Riko membaca puisinya, tiba-tiba, dasar aneh.
“Itu suara siapa?”
“Teman,” jawabku.
“Berapa orang?”
“Satu orang.”
“Pulang jam berapa?”
“Sekitar satu jam lagi.”
“Oke.”
Telepon ditutup. Untuk apa menelepon kalau hanya menanyakan hal sepele seperti itu? Huh! Aku kembali berkutat dengan keyboard dan buku-buku.
Entah sudah berapa menit berlalu, seorang murid menghampiri kami dan memberi tahu jika ada yang menungguku di lobi. Bertepatan dengan itu bel pulang berbunyi. Aku penasaran, lalu bergegas keluar bersama Riko. Tas sudah kujinjing.

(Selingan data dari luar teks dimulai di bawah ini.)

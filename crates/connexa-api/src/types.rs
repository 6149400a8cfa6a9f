// Wire types for the admin REST API (`/api/v1`).
//
// Field names mirror the server's JSON exactly. Every optional or
// server-variant field is defaulted so that a partial payload still
// decodes; domain conversion and validation happen in connexa-core.

use std::collections::BTreeMap;

use serde::{Deserialize, Serialize};

// ── Auth ─────────────────────────────────────────────────────────────

/// `POST /auth/login` body.
#[derive(Debug, Clone, Serialize)]
pub struct LoginRequest {
    pub username: String,
    pub password: String,
    #[serde(skip_serializing_if = "Option::is_none")]
    pub totp_token: Option<String>,
}

/// `POST /auth/login` response. A token-less response carrying a
/// `detail` is how the server asks for a second factor.
#[derive(Debug, Clone, Default, Deserialize)]
pub struct LoginResponse {
    #[serde(default)]
    pub access_token: Option<String>,
    #[serde(default)]
    pub require_password_change: bool,
    #[serde(default)]
    pub detail: Option<String>,
}

/// `GET /auth/me` response.
#[derive(Debug, Clone, Default, Deserialize, Serialize)]
pub struct UserResponse {
    #[serde(default)]
    pub username: String,
    #[serde(default)]
    pub is_admin: bool,
    #[serde(default)]
    pub totp_enabled: bool,
    #[serde(default)]
    pub require_password_change: bool,
}

/// `POST /auth/change-password` body.
#[derive(Debug, Clone, Serialize)]
pub struct ChangePasswordRequest {
    pub old_password: String,
    pub new_password: String,
}

/// `POST /auth/setup-2fa` response. `qr_code` is a PNG data URI
/// rendering of `uri`.
#[derive(Debug, Clone, Default, Deserialize)]
pub struct TwoFactorSetupResponse {
    #[serde(default)]
    pub secret: String,
    #[serde(default)]
    pub uri: String,
    #[serde(default)]
    pub qr_code: Option<String>,
}

// ── Nodes ────────────────────────────────────────────────────────────

/// One egress node as reported by `GET /nodes/`.
#[derive(Debug, Clone, Default, Deserialize, Serialize, PartialEq)]
pub struct NodeResponse {
    pub node_id: String,
    #[serde(default)]
    pub socks_port: u16,
    #[serde(default)]
    pub control_port: u16,
    #[serde(default)]
    pub exit_ip: Option<String>,
    #[serde(default)]
    pub exit_country: Option<String>,
    #[serde(default)]
    pub status: Option<String>,
    #[serde(default)]
    pub latency_ms: Option<f64>,
}

#[derive(Debug, Clone, Default, Deserialize)]
pub struct NodeListResponse {
    #[serde(default)]
    pub total: Option<u32>,
    #[serde(default)]
    pub nodes: Vec<NodeResponse>,
}

/// `GET /nodes/stats/summary` response.
#[derive(Debug, Clone, Default, Deserialize, Serialize)]
pub struct StatsResponse {
    #[serde(default)]
    pub total_nodes: u32,
    #[serde(default)]
    pub healthy_nodes: u32,
    #[serde(default)]
    pub unhealthy_nodes: u32,
    #[serde(default)]
    pub health_percentage: f64,
    #[serde(default)]
    pub countries: BTreeMap<String, u32>,
}

/// `GET /metrics/` response.
#[derive(Debug, Clone, Default, Deserialize)]
pub struct MetricsResponse {
    #[serde(default)]
    pub nodes: NodeMetrics,
}

#[derive(Debug, Clone, Default, Deserialize)]
pub struct NodeMetrics {
    #[serde(default)]
    pub total: u32,
    #[serde(default)]
    pub healthy: u32,
    #[serde(default)]
    pub unhealthy: u32,
    #[serde(default)]
    pub health_percentage: f64,
}

// ── Configuration ────────────────────────────────────────────────────

/// `GET /config/` response. Only the fields the panel shows are decoded.
#[derive(Debug, Clone, Default, Deserialize, Serialize)]
pub struct ConfigResponse {
    #[serde(default)]
    pub tor_pool_size: u32,
    #[serde(default)]
    pub tor_base_socks_port: u16,
    #[serde(default)]
    pub tor_countries: Option<Vec<String>>,
    #[serde(default)]
    pub auto_rotate_enabled: bool,
    #[serde(default)]
    pub firewall_backend: String,
    #[serde(default)]
    pub tls_enable: bool,
    #[serde(default)]
    pub domain: Option<String>,
}

/// `POST /config/tor/countries` body. Countries travel comma-joined.
#[derive(Debug, Clone, Serialize)]
pub struct CountriesRequest {
    pub countries: String,
    pub strict_nodes: bool,
}

/// `GET /config/whitelist` response.
#[derive(Debug, Clone, Default, Deserialize)]
pub struct WhitelistResponse {
    #[serde(default)]
    pub whitelist: Vec<String>,
}

/// `POST /config/whitelist` body.
#[derive(Debug, Clone, Serialize)]
pub struct WhitelistEntryRequest {
    pub ip: String,
}

// ── Export tokens ────────────────────────────────────────────────────

#[derive(Debug, Clone, Default, Deserialize, Serialize)]
pub struct ExportTokenResponse {
    pub id: i64,
    #[serde(default)]
    pub description: Option<String>,
    pub expires_at: String,
    #[serde(default)]
    pub is_revoked: bool,
    #[serde(default)]
    pub use_count: u64,
}

#[derive(Debug, Clone, Default, Deserialize)]
pub struct TokenListResponse {
    #[serde(default)]
    pub tokens: Vec<ExportTokenResponse>,
}

/// `POST /export/tokens` body.
#[derive(Debug, Clone, Default, Serialize)]
pub struct CreateTokenRequest {
    #[serde(skip_serializing_if = "Option::is_none")]
    pub description: Option<String>,
}

/// `POST /export/tokens` response. The raw token is only ever shown here.
#[derive(Debug, Clone, Deserialize)]
pub struct CreatedTokenResponse {
    pub token: String,
    pub expires_at: String,
    #[serde(default)]
    pub description: Option<String>,
}

// ── Audit log ────────────────────────────────────────────────────────

#[derive(Debug, Clone, Default, Deserialize, Serialize)]
pub struct AuditEntryResponse {
    #[serde(default)]
    pub event_type: String,
    #[serde(default)]
    pub severity: Option<String>,
    #[serde(default)]
    pub username: Option<String>,
    #[serde(default)]
    pub message: String,
    #[serde(default)]
    pub created_at: Option<String>,
}

#[derive(Debug, Clone, Default, Deserialize)]
pub struct LogListResponse {
    #[serde(default)]
    pub logs: Vec<AuditEntryResponse>,
}

// ── Generic ──────────────────────────────────────────────────────────

/// `{"message": "..."}` acknowledgement returned by command endpoints.
#[derive(Debug, Clone, Default, Deserialize)]
pub struct MessageResponse {
    #[serde(default)]
    pub message: Option<String>,
}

“Han?” Aku terkejut melihatnya di sini.
“Aku jemput kamu!” ujarnya.
“Lho ... terus motorku?”
“Setelah antar kamu nanti aku urus!”
Han menarik tanganku dan membukakan pintu mobil. Aku duduk dengan bingung. Sama dengan tatapan mata Riko dari jauh yang sulit kuartikan.
Han membuka pintu dan duduk di belakang kemudi. Tanpa banyak kata ia memutar mobil dan melaju dengan kecepatan sedang. Sesekali aku meliriknya, tapi wajahnya yang serius membuatku urung bertanya.